Sunday, July 17, 2011

Recipes for a Gluten-Free Indian meal

Finally, some of the recipes from my Facebook photos are getting blogged!

My approach to learning how to cook has basically been "Oh my lord I'm craving (random dish I ate at a restaurant)! Woe is me, for I can no longer eat at restaurants . . . But wait a second, maybe there is a recipe!" And for the most part, this strategy has worked. The recipes here are all super-simple and quite similar - once you've made one you've basically made them all.

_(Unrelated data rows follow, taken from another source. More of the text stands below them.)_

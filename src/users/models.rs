//! Row types for the user directory and verification tokens.

/// A registered account.
///
/// `id` and `handle` never change after creation. `password` and `salt` are
/// always set together; `hash_lanes` records the argon2 parallelism used when
/// the hash was produced so verification replays it instead of re-deriving it
/// from the current host.
#[derive(Clone, Debug)]
pub struct Person {
    pub id: String,
    pub handle: String,
    pub password: Vec<u8>,
    pub salt: Vec<u8>,
    pub hash_lanes: i32,
    pub created_at_unix: i64,
    pub display_name: Option<String>,
    pub email: Option<String>,
}

impl Person {
    /// Display name, falling back to the handle when none was set.
    #[must_use]
    pub fn name(&self) -> &str {
        self.display_name.as_deref().unwrap_or(&self.handle)
    }
}

/// A pending email-verification token bound to a person.
///
/// Consumed exactly once: the row is deleted whenever it is matched against,
/// whether or not the presented value was correct.
#[derive(Clone, Debug)]
pub struct RegistrationToken {
    pub person_id: String,
    pub email: String,
    pub token: String,
    pub expires_at_unix: i64,
    pub refresh_token: String,
}

#[cfg(test)]
mod tests {
    use super::Person;

    fn person(display_name: Option<&str>) -> Person {
        Person {
            id: "01ARZ3NDEKTSV4RRFFQ69G5FAV".to_string(),
            handle: "alice".to_string(),
            password: vec![0; 64],
            salt: vec![0; 64],
            hash_lanes: 2,
            created_at_unix: 0,
            display_name: display_name.map(str::to_string),
            email: None,
        }
    }

    #[test]
    fn name_prefers_display_name() {
        assert_eq!(person(Some("Alice W.")).name(), "Alice W.");
    }

    #[test]
    fn name_falls_back_to_handle() {
        assert_eq!(person(None).name(), "alice");
    }
}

For anyone curious, I am currently following a "strict gluten-free" diet, which means I must ensure that not a single crumb or molecule of gluten enters my body. This means keeping my dishes separate from those of my gluten-eating family, inspecting all surfaces for signs of crumbs or flour, and checking each and every ingredient in my to make sure that it has no gluten ingredients or contamination. For anyone reading this who is also on a strict-GF diet, I include details about the brands I use which I believe are fairly safe.

And, without further ado, my GF take on a vegetarian Indian meal: spiced basmati rice with peas, black bean dahl, and brocolli-chickpea curry!


Indian Style Basmati Rice

Ingredients

  • 1 cup Basmati rice
  • 2 tablespoons olive oil
  • 1 cinnamon stick
  • 2 cloves
  • 1 teaspoon cumin seeds
  • 1 small onion, diced
  • 1 teaspoon sea salt (or to taste)
  • 2 cups water or vegetable stock
  • 1 cup frozen peas  

Directions
  1. Place the rice in a large bowl and add enough water to cover. Stir the rice, pour off the water, and repeat until the water runs clear.
  2. Heat the oil over medium heat. Add the spices (cinnamon, cloves, and cumin seeds) and cook for about one minute. Add the onion and half of the salt and cook until it starts to brown. Add the rice cook for about a minute, until the rice is lightly toasted. Add the water or vegetable stock and the peas and bring the mix to a boil. Lower the heat to a simmer, cover, and cook for another 15 minutes, until all the liquid has been absorbed. Fluff with a fork and serve.

Black Bean Dahl

Ingredients
  • 1 can (15 oz) organic black beans, drained
  • 1 tablespoons olive oil
  • 1/2 medium onion
  • 1 garlic clove, minced
  • 1 teaspoon cumin seeds
  • 1 teaspoon turmeric
  • 1 teaspoon grated fresh ginger
  • 1/4 cup fresh cilantro leaves
  • 1/4 cup water, vegetable stock, or chicken stock

Directions
  1. Heat the olive oil in a thick-bottomed frying pan or wok. Add the cumin seeds and stir for about a minute. Add the onion and garlic and saute until they start to brown. Add the black beans, turmeric, ginger, and cilantro. Let the mixture simmer, stirring frequently, for about 10 minutes, adding small amounts of water, vegetable stock, or chicken stock to retain moisture, until it is fully heated and the flavors blended. Serve with rice and enjoy!
Chickpea-Broccoli Curry

Ingredients
  • 4 cups broccoli or cauliflowerets (or a mix)
  • 1 medium onion, chopped
  • 1 large carrot, diced
  • 2 garlic cloves, minced
  • 1 tablespoon olive oil
  • 2 teaspoons shredded fresh gingerroot
  • 1 teaspoon cumin seeds
  • 1 teaspoon salt
  • 4 whole cloves
  • 1 teaspoon turmeric
  • 1 (15 oz) can chickpeas, drained
  • 1 cup frozen peas
  • 1/4 cup water, chicken stock, or vegetable stock

Directions
  1. Heat the olive oil in a thick-bottomed frying pan or wok. Add the cumin seeds and cloves and stir for about a minute. Add the onion, carrot, and garlic and saute until they start to become tender. Add the chickpeas, peas, brocolli, and water/stock. Lower flame to low, cover, and let the mixture simmer, stirring frequently, for about 10 minutes, until the brocolli is tender. Serve with rice and enjoy! 
Strict-GF Ingredients*
  • Lundberg brand rice (I also heard Thai Kitchen is very safe)
  • McCormick spices (they will always disclose gluten ingredients, which is not always true of spices, especially mixes)
  • Bird's Eye green peas
  • Eden Organic black beans (I read that they DO process in a facility that also contains wheat, but they also perform periodic testing to prevent contamination - if anyone knows a better brand, let me know!)
  • Imagine brand stock (I heard that Swanson's is GFCO certified)
* I obviously can't guarantee that any of these are completely safe from gluten, but after doing some research I found these to be the best options.